Fri14  Oct11:00am(30 mins)
Where:
HALL 1B
Speaker:
 Kevin Docherty

Discussion

Cell therapy
in the form of human islet transplantation has been a successful form of
treatment for patients with type 1 diabetes for over 15 years, but is
significantly limited by lack of suitable donor material. During the islet
isolation procedure, 98% of the pancreas, comprising acinar and ductal tissue
(the exocrine tissue) is normally discarded. The aim of this study was to
optimize a protocol whereby this exocrine material could be efficiently
reprogrammed to provide an additional supply of islets for transplantation. On
arrival in the lab the exocrine-enriched fraction was immediately plated on to
tissue culture dishes. The cells attached to the dish and formed a monolayer,
which if left unchecked would undergo the epithelial to mesenchymal transition
(EMT).
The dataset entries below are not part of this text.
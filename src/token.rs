use std::mem;

/// Token kinds produced by the scanner.
///
/// Literal-bearing kinds carry their decoded payload (`NUMBER`, `STRING`);
/// everything else is identified by its lexeme alone.
#[allow(non_camel_case_types)]
#[derive(Debug, Clone)]
pub enum TokenType {
    // Single-character tokens.
    LEFT_PAREN,
    RIGHT_PAREN,
    LEFT_BRACE,
    RIGHT_BRACE,
    COMMA,
    DOT,
    MINUS,
    PLUS,
    SEMICOLON,
    SLASH,
    STAR,

    // One or two character tokens.
    BANG,
    BANG_EQUAL,
    EQUAL,
    EQUAL_EQUAL,
    GREATER,
    GREATER_EQUAL,
    LESS,
    LESS_EQUAL,

    // Literals.
    IDENTIFIER,
    STRING(String),
    NUMBER(f64),

    // Keywords.
    AND,
    BREAK,
    CLASS,
    ELSE,
    FALSE,
    FUN,
    FOR,
    IF,
    NIL,
    OR,
    PRINT,
    RETURN,
    SUPER,
    THIS,
    TRUE,
    VAR,
    WHILE,

    // End-of-input marker.
    EOF,
}

impl PartialEq for TokenType {
    fn eq(&self, other: &Self) -> bool {
        // Kind-only equality: NUMBER(1.0) == NUMBER(2.0). The parser matches
        // on kinds and reads payloads out of the concrete token afterwards.
        mem::discriminant(self) == mem::discriminant(other)
    }
}

impl Eq for TokenType {}

#[derive(Debug, Clone)]
pub struct Token {
    pub token_type: TokenType,
    pub lexeme: String,
    pub line: usize,
}

impl Token {
    pub fn new(token_type: TokenType, lexeme: String, line: usize) -> Self {
        Self {
            token_type,
            lexeme,
            line,
        }
    }
}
Reprogramming was initiated by treatment with adenoviruses containing
the pancreatic transcription factors Pdx1, MafA, Ngn3 and Pax4. Four days later
(D4) the cells were treated with an siRNA to inhibit expression of the endogenous
transcription factor ARX. The protocol was complete by D10. The reprogrammed
cells share many of the properties of adult endogenous Beta cells and compare well
with surrogate Beta cells generated from human embryonic stem or iPS cells.   We estimate that around 1.5 x 108
reprogrammed cells would have a therapeutic effect if transplanted in human
diabetics; thus one recipient pancreas could provide numerous islet grafts.